What if a huge chunk of scholarly research is a pointless exercise pursued by hobbyists who like the perks? That’s decidedly not the argument made by Harvard Business School’s Max Bazerman in Inside an Academic Scandal (The MIT Press), but it was the thought that lingered for me after I set down his pithy, engaging new book.
Bazerman has penned an insider account of the infamous “signing first” scandal, in which esteemed researchers who’d faked the data behind an influential 2012 paper were finally outed a decade later. The paper, which Bazerman co-authored, had concluded that asking people to promise to tell the truth before they filled out a form—rather than after—led to a huge increase in honesty. Except, as it turns out, it didn’t.
Several years later, non-fraudulent research eventually found the phenomenon of “signing first” had no effect. Now, if you’re thinking, “Seems weird that anyone believed it would have a big effect,” I’m with you. But governments, companies, and the like had already jumped on this absurdly quick-and-easy solution (while hiring the authors as expert consultants).
The two culprits, Dan Ariely (Duke) and Francesca Gino (Harvard), managed to build hugely successful careers on the backs of massive, recurring fraud—and right under the noses of their co-authors and colleagues. A big part of the book is about Bazerman’s angst that they so easily did so. Ariely and Gino were eventually outed by three dogged scholars who’d founded the academic watchdog blog Data Colada. (For their trouble, the three were promptly sued by Gino.) Bazerman’s account is dotted with revealing details about the affair, including that Ariely and Gino wrote a book chapter—“Dishonesty explained: What leads moral people to act immorally”—that was heavily plagiarized from various sources, including doctoral theses.

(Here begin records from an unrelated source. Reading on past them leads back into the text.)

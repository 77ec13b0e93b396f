use itms_core::models::auth::{ChangePasswordRequest, LoginRequest, LoginResponse};
use itms_core::models::user::UserCreateRequest;
use itms_core::User;

use super::{password_field, NAME_MAX, PHONE_MAX};
use crate::form::{
    optional_parse, optional_text, text, FieldKind, FieldSpec, FormSchema, FormValues,
};
use crate::validation::{MatchesRule, Rule, ValidationError};

/// Email and password sign-in
#[derive(Debug, Clone, Copy, Default)]
pub struct LoginForm;

impl FormSchema for LoginForm {
    type Request = LoginRequest;
    type Response = LoginResponse;

    fn fields(&self) -> Vec<FieldSpec> {
        vec![
            FieldSpec::new("email", "Email", FieldKind::Text)
                .required()
                .rule(Rule::email()),
            FieldSpec::new("password", "Password", FieldKind::Password).required(),
        ]
    }

    fn project(&self, values: &FormValues) -> Result<LoginRequest, ValidationError> {
        Ok(LoginRequest {
            email: text(values, "email"),
            password: values.get("password").cloned().unwrap_or_default(),
        })
    }

    fn success_message(&self) -> String {
        "Signed in".to_string()
    }

    fn navigation_target(&self, _response: &LoginResponse) -> String {
        "/".to_string()
    }
}

/// Self-service sign-up
#[derive(Debug, Clone, Copy, Default)]
pub struct RegisterForm;

impl FormSchema for RegisterForm {
    type Request = UserCreateRequest;
    type Response = User;

    fn fields(&self) -> Vec<FieldSpec> {
        vec![
            FieldSpec::new("email", "Email", FieldKind::Text)
                .required()
                .rule(Rule::email()),
            password_field("password", "Password"),
            FieldSpec::new("confirmPassword", "Confirm password", FieldKind::Password).required(),
            FieldSpec::new("name", "Name", FieldKind::Text)
                .required()
                .rule(Rule::MaxLength(NAME_MAX)),
            FieldSpec::new("phoneNumber", "Phone number", FieldKind::Text)
                .rule(Rule::MaxLength(PHONE_MAX)),
            FieldSpec::new("companyId", "Company id", FieldKind::Number).rule(Rule::Integer),
            FieldSpec::new("employeeNumber", "Employee number", FieldKind::Text),
            FieldSpec::new("position", "Position", FieldKind::Text),
        ]
    }

    fn cross_field_rules(&self) -> Vec<MatchesRule> {
        vec![MatchesRule::new(
            "confirmPassword",
            "password",
            "Passwords do not match",
        )]
    }

    fn project(&self, values: &FormValues) -> Result<UserCreateRequest, ValidationError> {
        Ok(UserCreateRequest {
            email: text(values, "email"),
            password: values.get("password").cloned().unwrap_or_default(),
            name: text(values, "name"),
            phone_number: optional_text(values, "phoneNumber"),
            company_id: optional_parse(values, "companyId")?,
            department_id: None,
            employee_number: optional_text(values, "employeeNumber"),
            position: optional_text(values, "position"),
        })
    }

    fn success_message(&self) -> String {
        "Registration submitted. Sign in once your account is approved".to_string()
    }

    fn navigation_target(&self, _response: &User) -> String {
        "/login".to_string()
    }
}

/// Password change for the signed-in user
#[derive(Debug, Clone, Copy, Default)]
pub struct ChangePasswordForm;

impl FormSchema for ChangePasswordForm {
    type Request = ChangePasswordRequest;
    type Response = ();

    fn fields(&self) -> Vec<FieldSpec> {
        vec![
            FieldSpec::new("currentPassword", "Current password", FieldKind::Password).required(),
            password_field("newPassword", "New password"),
            FieldSpec::new("confirmPassword", "Confirm password", FieldKind::Password).required(),
        ]
    }

    fn cross_field_rules(&self) -> Vec<MatchesRule> {
        vec![MatchesRule::new(
            "confirmPassword",
            "newPassword",
            "Passwords do not match",
        )]
    }

    fn project(&self, values: &FormValues) -> Result<ChangePasswordRequest, ValidationError> {
        Ok(ChangePasswordRequest {
            old_password: values.get("currentPassword").cloned().unwrap_or_default(),
            new_password: values.get("newPassword").cloned().unwrap_or_default(),
        })
    }

    fn success_message(&self) -> String {
        "Password changed. Sign in again with the new password".to_string()
    }

    fn navigation_target(&self, _response: &()) -> String {
        "/login".to_string()
    }
}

Bazerman seems like a thoughtful, sincere guy who’s taken the “signing first” scandal to heart. I came away impressed by his willingness to dig in and acknowledge the problems. He’s a lifelong academic who’s clearly committed to protecting social science from screwy incentives and bad actors. He notes that the Gino-Ariely scandal, among others he highlights, are shockingly clear-cut cases of fraud, made possible only by inattention and misplaced trust. He frets that plenty of other fraudsters may be going undetected, especially if their machinations are more sophisticated than the blatant fabrications for which Ariely and Gino were busted.
For Bazerman, the big takeaway is that social science must more aggressively embrace the kinds of sensible reforms promoted by the “open science” movement. He heaps disdain on “p-hacking,” calls for more responsible institutional stewardship at universities and journals, and celebrates measures like preregistering hypotheses and creating platforms on which researchers can transparently document their data collection.
This is all admirable enough. And through it all, Bazerman retains a touching faith in social science. As he wistfully asserts, “The first two decades of the new millennium were an inspiring time for social science. The media became fascinated with our latest findings, and they shared them in ways that intrigued the public. Governments changed policies based on what we discovered.”
Bazerman has no time for those who contend that social science’s track record on “misinformation,” diversity and inclusion, or the Covid response demonstrates the field is a dubious guide to social betterment. He dismisses the “growing science-denial community” and has no doubts about the academic enterprise he’s traversed with such success.
I, however, do have doubts. After reading his account, my takeaway is very different from Bazerman’s. I couldn’t help but think his faith is misplaced. To start with, many of the studies he references in the course of the book strike me as unnecessary or simply pointless. A (hugely incomplete) list of the published studies includes those that examine whether counterfeit products make people feel insecure; whether increasing one’s “perceived” height, such as by riding an escalator, leads to more altruistic behavior; whether networking leads people to think of words related to cleanliness; whether messy workplaces are more productive; whether commercials with skinny models are less effective than those with other models; and whether people thinking about death eat more candy. These aren’t studies Bazerman’s spotlighting but rather a sampling of the scholarly research he touches upon in the course of his narrative. It’s telling that he seems to see such studies as unexceptional.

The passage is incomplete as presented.